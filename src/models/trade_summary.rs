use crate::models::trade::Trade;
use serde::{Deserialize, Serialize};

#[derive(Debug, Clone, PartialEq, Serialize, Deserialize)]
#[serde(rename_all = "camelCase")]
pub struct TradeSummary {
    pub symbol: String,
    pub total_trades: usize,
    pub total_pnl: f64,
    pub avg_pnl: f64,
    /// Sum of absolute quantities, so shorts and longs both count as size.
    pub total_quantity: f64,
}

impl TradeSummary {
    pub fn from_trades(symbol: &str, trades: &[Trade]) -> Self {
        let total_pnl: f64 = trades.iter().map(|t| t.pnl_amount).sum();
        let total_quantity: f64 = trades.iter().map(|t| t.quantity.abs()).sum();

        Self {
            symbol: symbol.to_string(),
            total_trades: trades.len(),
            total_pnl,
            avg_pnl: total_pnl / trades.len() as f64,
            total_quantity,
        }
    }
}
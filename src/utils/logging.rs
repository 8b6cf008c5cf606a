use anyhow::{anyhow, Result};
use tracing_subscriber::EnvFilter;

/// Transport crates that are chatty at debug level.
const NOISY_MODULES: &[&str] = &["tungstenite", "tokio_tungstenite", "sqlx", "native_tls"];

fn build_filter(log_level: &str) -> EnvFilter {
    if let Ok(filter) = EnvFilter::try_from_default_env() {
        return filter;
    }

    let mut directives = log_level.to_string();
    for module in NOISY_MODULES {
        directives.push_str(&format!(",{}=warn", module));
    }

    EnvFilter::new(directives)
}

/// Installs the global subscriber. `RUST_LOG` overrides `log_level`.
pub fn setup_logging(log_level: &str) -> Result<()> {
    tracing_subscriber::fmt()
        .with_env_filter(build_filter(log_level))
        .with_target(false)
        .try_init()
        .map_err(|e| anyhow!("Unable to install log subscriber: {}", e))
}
■ ■ ■ ■ ■ ■ ■
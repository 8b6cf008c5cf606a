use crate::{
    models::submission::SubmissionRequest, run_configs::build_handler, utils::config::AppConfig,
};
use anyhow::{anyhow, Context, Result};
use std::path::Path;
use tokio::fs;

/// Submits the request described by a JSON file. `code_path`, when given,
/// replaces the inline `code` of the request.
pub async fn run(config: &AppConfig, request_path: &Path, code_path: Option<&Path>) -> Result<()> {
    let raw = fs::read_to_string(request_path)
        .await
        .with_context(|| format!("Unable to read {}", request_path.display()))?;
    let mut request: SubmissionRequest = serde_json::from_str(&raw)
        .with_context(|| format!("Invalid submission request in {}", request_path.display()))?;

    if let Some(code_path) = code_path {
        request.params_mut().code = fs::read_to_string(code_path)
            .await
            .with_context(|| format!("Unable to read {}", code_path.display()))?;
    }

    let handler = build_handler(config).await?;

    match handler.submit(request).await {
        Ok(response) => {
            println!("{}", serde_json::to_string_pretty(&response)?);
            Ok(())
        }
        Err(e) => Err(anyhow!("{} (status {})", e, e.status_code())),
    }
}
■ ■ ■ ■ ■ ■ ■
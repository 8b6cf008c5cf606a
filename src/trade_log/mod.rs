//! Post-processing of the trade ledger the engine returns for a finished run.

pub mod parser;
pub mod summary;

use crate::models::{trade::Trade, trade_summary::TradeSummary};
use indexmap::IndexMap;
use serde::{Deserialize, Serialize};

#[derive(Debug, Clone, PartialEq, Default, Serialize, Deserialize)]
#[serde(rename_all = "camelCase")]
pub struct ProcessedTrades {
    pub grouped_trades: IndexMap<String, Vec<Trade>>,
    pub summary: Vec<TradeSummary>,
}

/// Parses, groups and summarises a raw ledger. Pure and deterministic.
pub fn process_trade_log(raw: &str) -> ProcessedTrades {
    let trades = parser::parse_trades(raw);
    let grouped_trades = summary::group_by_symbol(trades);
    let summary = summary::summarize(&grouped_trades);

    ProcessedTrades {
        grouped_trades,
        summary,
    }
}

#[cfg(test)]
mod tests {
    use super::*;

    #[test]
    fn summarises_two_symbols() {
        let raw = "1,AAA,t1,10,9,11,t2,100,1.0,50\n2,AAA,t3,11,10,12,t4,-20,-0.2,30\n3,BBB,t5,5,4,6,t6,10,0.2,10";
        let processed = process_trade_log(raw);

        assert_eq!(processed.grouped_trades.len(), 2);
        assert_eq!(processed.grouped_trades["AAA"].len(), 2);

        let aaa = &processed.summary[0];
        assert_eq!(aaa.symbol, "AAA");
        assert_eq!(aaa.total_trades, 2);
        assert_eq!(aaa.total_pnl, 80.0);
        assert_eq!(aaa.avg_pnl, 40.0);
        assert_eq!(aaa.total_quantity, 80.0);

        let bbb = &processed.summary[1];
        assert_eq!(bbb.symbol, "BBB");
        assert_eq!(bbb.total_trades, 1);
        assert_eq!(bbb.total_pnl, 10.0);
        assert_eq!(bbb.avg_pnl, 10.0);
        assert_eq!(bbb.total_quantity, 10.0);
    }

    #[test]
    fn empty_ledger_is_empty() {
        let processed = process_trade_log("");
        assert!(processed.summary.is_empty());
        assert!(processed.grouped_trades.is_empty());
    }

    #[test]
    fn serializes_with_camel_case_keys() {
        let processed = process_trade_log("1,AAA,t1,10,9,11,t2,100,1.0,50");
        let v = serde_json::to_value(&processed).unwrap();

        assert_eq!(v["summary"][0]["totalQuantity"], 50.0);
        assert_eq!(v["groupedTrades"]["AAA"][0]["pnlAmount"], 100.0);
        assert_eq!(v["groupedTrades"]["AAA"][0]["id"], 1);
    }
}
■ ■ ■ ■ ■ ■ ■
Report how many lines in the data contain the word "utils", with no words besides the number.

Task response -> 2